Fine-tune the GR00T N1.7 base model on your collected dataset using the
[Isaac-GR00T](https://github.com/NVIDIA/Isaac-GR00T) training pipeline.

### Prerequisites

- Clone and install [Isaac-GR00T](https://github.com/NVIDIA/Isaac-GR00T):
  ```bash
  git clone https://github.com/NVIDIA/Isaac-GR00T.git
  cd Isaac-GR00T
  uv sync --all-extras
  ```
- Multi-GPU machine (4+ GPUs recommended)
- The collected dataset accessible from the training machine

### Launch Fine-tuning

```bash
export NUM_GPUS=4
uv run python \
    gr00t/experiment/launch_finetune.py \
    --base-model-path nvidia/GR00T-N1.7-3B \
    --dataset-path /path/to/your/collected_dataset \
    --embodiment-tag UNITREE_G1_SONIC \
    --modality-config-path gr00t/configs/data/embodiment_configs.py \
    --num-gpus $NUM_GPUS \
    --output-dir /path/to/output \
    --save-total-limit 5 \
    --save-steps 5000 \
    --max-steps 20000 \
    --use-wandb \
    --global-batch-size 32 \
    --color-jitter-params brightness 0.3 contrast 0.4 saturation 0.5 hue 0.08 \
    --dataloader-num-workers 4
```

### Key Parameters

| Flag | Description |
|------|-------------|
| `--base-model-path` | HuggingFace model ID or local path to pretrained weights |
| `--dataset-path` | Path to the LeRobot dataset from Step 1 |
| `--embodiment-tag` | Must match the dataset's embodiment (`UNITREE_G1_SONIC`) |
| `--modality-config-path` | Python file defining the modality configuration |
| `--num-gpus` | Number of GPUs for distributed training |
| `--max-steps` | Total training steps (20k is a good starting point) |
| `--global-batch-size` | Total batch size across all GPUs |
| `--save-steps` | Checkpoint save interval |
| `--use-wandb` | Enable Weights & Biases logging |

### Monitoring

With `--use-wandb`, training metrics (loss, learning rate, etc.) are logged to your
W&B project.
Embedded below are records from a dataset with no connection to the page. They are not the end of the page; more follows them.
use crate::config::Config;
use crate::dns::DnsResolver;
use crate::routing::Handler;
use crate::upstream::{start_load_balancers, LoadBalancer};
use anyhow::{Context, Result};
use std::collections::HashMap;
use std::sync::Arc;
use tracing::info;

/// Everything one listening port serves: a hostname → handler-list map
/// in configuration order.
pub struct ListenerGroup {
    pub port: u16,
    pub hosts: HashMap<String, Vec<Arc<Handler>>>,
}

/// Immutable routing state shared by every connection task. Built once
/// at startup; lookups need no locks.
pub struct ProxyState {
    pub config: Arc<Config>,
    pub admin_port: u16,
    pub groups: HashMap<u16, ListenerGroup>,
    pub balancers: HashMap<usize, Arc<LoadBalancer>>,
}

impl ProxyState {
    /// Compile handlers (assigning each its registry id), fold listener
    /// blocks into per-port groups, and start the load balancers for
    /// every handler that has upstreams.
    pub async fn build(config: Config) -> Result<Self> {
        let admin_port = config.global.port;
        let mut groups: HashMap<u16, ListenerGroup> = HashMap::new();
        let mut proxy_handlers: Vec<Arc<Handler>> = Vec::new();
        let mut next_id = 0usize;

        info!("server: parsing listener configs");
        for listener in &config.listeners {
            let compiled: Vec<Arc<Handler>> = listener
                .handlers
                .iter()
                .map(|cfg| {
                    let handler = Arc::new(Handler::compile(next_id, cfg));
                    next_id += 1;
                    handler
                })
                .collect();

            for handler in &compiled {
                if handler.has_upstreams() {
                    proxy_handlers.push(handler.clone());
                }
            }

            for host in &listener.host {
                let (hostname, port) = split_host(host)?;
                let group = groups.entry(port).or_insert_with(|| {
                    info!("server: initializing listener group, port={}", port);
                    ListenerGroup {
                        port,
                        hosts: HashMap::new(),
                    }
                });
                // Handlers for a hostname listed in several listener
                // blocks concatenate in configuration order.
                group
                    .hosts
                    .entry(hostname)
                    .or_default()
                    .extend(compiled.iter().cloned());
            }
        }

        let needs_dns = proxy_handlers.iter().any(|handler| {
            handler
                .reverse_proxy
                .as_ref()
                .is_some_and(|rp| !rp.upstreams.dynamic.is_empty())
        });
        let resolver = if needs_dns {
            Some(DnsResolver::from_system_conf()?)
        } else {
            None
        };

        let balancers = start_load_balancers(&proxy_handlers, resolver.as_ref()).await?;

        Ok(Self {
            config: Arc::new(config),
            admin_port,
            groups,
            balancers,
        })
    }
}

fn split_host(host: &str) -> Result<(String, u16)> {
    let (hostname, port) = host
        .rsplit_once(':')
        .with_context(|| format!("listener host {host:?} is missing a port"))?;
    let port = port
        .parse::<u16>()
        .with_context(|| format!("listener host {host:?} has an invalid port"))?;
    Ok((hostname.to_string(), port))
}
Monitor the training loss curve — it should decrease steadily and
plateau before `--max-steps`.

### Output

Checkpoints are saved to `--output-dir`:

```text
/path/to/output/
├── checkpoint-5000/
├── checkpoint-10000/
├── checkpoint-15000/
├── checkpoint-20000/
├── config.json
└── processor_config.json
```

Use the final checkpoint (or the best-performing one based on your evaluation) for
deployment in Step 3.

## Step 3: Deploy for Inference

Deploy the finetuned model using the Isaac-GR00T PolicyServer and the SONIC
inference stack. See the [VLA Inference tutorial](vla_inference.md) for full
details on the inference pipeline, keyboard controls, and configuration.

### Start the PolicyServer

On the GPU machine, from the Isaac-GR00T repository:

```bash
uv run python gr00t/eval/run_gr00t_server.py \
    --model-path /path/to/output/checkpoint-20000 \
    --embodiment-tag UNITREE_G1_SONIC \
    --device cuda:0 \
    --port 5550
```

### Run Inference

On the inference machine (from the GR00T-WholeBodyControl repository):

```bash
python gear_sonic/scripts/launch_inference.py \
    --policy-host <gpu_machine_ip> \
    --policy-port 5550 \
    --camera-host 192.168.123.164 \
    --prompt "pick up the soda can and place it in the bin"
```

## Summary

| Step | Where | Key Command |
|------|-------|-------------|
| Collect | GR00T-WholeBodyControl | `launch_data_collection.py` |
| Fine-tune | Isaac-GR00T | `launch_finetune.py` |
| Deploy | Both repos | `run_gr00t_server.py` + `launch_inference.py` |

For iterating on a task, repeat Steps 1–3: collect more data, fine-tune again
(or continue from an existing checkpoint), and redeploy.